Starting with the line that contains "conversation_agent(ctx, Arc::clone(&entry), settings)?;" and stopping after the line that contains "settle(&agent, cmd.wait).await;", return each line below exactly as written, with no others.

*** Information shown ***

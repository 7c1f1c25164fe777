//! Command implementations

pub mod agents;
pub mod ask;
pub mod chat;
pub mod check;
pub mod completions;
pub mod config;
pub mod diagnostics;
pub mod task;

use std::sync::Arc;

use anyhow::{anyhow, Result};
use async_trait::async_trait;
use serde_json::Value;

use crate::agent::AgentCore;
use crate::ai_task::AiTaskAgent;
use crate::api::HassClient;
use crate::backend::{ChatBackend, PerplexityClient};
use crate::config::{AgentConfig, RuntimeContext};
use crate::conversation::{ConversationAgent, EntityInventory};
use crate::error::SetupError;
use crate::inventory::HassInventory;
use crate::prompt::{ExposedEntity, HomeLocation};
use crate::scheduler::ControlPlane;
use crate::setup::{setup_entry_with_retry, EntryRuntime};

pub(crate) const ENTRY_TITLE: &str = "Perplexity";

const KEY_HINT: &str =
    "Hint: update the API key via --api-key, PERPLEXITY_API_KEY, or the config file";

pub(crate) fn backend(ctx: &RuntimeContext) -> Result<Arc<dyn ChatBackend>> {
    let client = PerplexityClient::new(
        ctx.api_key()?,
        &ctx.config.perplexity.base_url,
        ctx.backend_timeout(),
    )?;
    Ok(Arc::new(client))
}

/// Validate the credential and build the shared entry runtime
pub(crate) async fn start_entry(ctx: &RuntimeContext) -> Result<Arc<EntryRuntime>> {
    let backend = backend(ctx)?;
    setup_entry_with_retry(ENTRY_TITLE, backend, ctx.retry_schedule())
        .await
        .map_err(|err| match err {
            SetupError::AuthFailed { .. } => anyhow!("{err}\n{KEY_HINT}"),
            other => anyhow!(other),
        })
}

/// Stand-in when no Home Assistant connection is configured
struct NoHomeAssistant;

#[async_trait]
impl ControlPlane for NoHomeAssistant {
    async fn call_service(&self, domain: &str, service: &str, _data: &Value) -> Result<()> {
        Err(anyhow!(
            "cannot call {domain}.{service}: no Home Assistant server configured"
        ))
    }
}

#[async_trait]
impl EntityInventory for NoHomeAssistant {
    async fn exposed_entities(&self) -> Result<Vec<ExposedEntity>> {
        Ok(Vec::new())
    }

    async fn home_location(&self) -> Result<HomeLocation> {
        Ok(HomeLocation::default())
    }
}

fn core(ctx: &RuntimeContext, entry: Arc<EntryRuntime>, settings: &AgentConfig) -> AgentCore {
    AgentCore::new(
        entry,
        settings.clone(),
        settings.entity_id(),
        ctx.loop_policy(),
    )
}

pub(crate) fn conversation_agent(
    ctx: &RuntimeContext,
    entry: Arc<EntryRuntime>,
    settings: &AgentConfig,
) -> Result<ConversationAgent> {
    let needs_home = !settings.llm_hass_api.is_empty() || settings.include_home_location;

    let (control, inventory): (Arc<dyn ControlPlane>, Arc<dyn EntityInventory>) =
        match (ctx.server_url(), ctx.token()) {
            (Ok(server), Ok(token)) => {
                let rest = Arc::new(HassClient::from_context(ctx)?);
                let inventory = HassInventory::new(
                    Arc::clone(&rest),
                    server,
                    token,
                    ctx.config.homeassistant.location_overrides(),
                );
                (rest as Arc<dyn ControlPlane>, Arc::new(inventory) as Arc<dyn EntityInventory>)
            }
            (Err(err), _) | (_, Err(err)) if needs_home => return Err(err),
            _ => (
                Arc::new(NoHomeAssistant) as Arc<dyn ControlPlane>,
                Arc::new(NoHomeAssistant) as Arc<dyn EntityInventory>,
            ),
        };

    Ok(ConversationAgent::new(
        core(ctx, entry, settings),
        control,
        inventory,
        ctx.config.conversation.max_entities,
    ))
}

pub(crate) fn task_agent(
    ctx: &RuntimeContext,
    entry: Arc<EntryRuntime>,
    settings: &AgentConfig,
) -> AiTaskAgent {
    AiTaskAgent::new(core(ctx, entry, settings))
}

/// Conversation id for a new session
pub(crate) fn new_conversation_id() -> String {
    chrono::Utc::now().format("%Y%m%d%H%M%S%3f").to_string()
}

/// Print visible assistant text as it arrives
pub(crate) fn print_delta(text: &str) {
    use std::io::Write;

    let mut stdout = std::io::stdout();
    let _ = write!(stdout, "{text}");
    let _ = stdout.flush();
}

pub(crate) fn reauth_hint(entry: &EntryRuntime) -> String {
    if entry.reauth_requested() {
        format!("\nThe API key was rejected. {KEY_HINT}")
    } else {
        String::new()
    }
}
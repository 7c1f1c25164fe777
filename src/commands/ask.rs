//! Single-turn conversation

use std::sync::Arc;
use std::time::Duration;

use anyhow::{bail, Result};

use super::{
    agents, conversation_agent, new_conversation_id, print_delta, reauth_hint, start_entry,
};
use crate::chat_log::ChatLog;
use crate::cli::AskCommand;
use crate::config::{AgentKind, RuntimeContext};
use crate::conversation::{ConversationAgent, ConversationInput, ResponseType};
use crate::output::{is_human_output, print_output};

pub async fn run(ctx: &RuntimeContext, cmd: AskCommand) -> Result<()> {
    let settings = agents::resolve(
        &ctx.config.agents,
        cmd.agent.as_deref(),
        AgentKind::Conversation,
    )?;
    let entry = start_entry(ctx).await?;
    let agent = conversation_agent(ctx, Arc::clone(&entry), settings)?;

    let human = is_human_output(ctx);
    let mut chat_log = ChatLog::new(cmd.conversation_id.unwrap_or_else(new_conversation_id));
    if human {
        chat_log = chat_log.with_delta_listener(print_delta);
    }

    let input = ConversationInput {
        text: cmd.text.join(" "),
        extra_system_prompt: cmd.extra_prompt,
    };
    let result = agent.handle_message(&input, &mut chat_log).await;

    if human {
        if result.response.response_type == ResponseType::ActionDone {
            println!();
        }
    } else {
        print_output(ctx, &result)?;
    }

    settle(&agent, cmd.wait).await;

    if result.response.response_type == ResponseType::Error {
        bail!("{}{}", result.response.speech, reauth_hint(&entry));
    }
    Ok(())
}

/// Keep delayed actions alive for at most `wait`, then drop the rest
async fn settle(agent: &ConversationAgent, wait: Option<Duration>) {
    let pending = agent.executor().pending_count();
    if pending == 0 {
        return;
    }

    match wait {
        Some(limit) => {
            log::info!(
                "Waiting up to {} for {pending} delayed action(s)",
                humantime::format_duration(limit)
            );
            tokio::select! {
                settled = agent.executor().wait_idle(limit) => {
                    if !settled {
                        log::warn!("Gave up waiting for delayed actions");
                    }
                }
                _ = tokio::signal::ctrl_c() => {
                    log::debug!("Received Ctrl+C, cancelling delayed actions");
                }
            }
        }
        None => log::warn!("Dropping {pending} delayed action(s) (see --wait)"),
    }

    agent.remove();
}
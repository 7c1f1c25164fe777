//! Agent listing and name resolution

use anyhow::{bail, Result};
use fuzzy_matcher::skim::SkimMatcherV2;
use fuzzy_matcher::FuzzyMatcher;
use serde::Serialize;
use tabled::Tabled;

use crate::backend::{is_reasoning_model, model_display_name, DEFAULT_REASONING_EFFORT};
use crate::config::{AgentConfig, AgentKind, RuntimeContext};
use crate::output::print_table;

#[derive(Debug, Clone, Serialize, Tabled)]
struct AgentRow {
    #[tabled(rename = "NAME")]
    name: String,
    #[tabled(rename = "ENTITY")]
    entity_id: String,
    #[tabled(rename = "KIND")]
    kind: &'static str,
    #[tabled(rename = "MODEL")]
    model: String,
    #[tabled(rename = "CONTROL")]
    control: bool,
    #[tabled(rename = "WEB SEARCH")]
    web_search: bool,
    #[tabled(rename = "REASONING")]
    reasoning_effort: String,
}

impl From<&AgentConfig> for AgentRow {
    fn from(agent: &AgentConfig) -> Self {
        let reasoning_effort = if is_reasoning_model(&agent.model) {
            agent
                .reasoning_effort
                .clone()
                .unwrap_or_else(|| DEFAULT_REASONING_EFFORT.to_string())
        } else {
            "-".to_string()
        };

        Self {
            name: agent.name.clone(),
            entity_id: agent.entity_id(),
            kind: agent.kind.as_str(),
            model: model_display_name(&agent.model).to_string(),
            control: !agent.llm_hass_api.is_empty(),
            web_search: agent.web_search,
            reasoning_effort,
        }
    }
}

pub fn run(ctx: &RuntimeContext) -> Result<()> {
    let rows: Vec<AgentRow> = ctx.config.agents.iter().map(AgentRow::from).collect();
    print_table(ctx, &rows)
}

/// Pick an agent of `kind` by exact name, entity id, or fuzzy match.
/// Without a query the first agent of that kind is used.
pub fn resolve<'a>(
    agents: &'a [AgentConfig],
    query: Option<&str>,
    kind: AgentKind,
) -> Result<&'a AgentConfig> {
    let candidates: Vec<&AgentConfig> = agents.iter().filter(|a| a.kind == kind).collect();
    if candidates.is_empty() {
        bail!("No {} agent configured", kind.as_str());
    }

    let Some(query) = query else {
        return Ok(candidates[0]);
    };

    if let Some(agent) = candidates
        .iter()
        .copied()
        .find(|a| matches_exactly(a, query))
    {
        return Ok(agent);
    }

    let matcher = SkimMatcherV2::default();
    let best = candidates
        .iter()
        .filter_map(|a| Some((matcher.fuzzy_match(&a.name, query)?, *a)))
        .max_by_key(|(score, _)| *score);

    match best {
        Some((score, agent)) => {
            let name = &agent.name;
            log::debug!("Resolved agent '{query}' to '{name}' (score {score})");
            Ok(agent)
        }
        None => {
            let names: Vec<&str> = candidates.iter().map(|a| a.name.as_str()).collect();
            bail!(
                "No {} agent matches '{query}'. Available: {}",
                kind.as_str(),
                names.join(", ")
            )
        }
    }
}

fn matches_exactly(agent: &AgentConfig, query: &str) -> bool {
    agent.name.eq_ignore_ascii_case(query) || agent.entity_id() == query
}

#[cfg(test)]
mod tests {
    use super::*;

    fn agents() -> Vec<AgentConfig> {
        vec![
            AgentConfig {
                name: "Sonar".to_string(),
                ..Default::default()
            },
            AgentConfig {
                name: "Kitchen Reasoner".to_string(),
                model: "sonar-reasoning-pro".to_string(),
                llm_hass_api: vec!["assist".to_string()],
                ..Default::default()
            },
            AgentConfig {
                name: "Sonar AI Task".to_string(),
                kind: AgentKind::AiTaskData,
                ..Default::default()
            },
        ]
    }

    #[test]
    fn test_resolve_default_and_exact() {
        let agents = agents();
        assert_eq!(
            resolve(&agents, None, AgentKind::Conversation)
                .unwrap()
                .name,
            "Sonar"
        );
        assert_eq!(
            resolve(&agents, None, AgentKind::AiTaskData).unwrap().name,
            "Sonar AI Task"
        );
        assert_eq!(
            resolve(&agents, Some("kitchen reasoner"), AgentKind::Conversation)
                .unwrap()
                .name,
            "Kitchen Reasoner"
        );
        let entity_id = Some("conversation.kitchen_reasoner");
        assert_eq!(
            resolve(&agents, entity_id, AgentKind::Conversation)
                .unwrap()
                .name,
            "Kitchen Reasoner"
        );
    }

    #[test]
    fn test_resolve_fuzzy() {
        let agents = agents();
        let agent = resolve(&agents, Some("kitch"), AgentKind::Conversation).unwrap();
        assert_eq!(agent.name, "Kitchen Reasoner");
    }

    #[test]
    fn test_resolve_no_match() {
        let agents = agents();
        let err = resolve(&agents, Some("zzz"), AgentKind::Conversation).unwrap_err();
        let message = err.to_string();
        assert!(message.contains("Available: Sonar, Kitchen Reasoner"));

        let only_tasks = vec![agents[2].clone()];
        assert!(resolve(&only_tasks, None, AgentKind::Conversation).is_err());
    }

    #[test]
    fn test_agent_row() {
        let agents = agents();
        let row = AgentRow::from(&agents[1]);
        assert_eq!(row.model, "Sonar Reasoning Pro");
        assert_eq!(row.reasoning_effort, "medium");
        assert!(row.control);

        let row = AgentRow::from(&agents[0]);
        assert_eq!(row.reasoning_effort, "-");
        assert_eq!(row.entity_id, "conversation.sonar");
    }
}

***

Exercise solution
    let agent = conversation_agent(ctx, Arc::clone(&entry), settings)?;

    let human = is_human_output(ctx);
    let mut chat_log = ChatLog::new(cmd.conversation_id.unwrap_or_else(new_conversation_id));
    if human {
        chat_log = chat_log.with_delta_listener(print_delta);
    }

    let input = ConversationInput {
        text: cmd.text.join(" "),
        extra_system_prompt: cmd.extra_prompt,
    };
    let result = agent.handle_message(&input, &mut chat_log).await;

    if human {
        if result.response.response_type == ResponseType::ActionDone {
            println!();
        }
    } else {
        print_output(ctx, &result)?;
    }

    settle(&agent, cmd.wait).await;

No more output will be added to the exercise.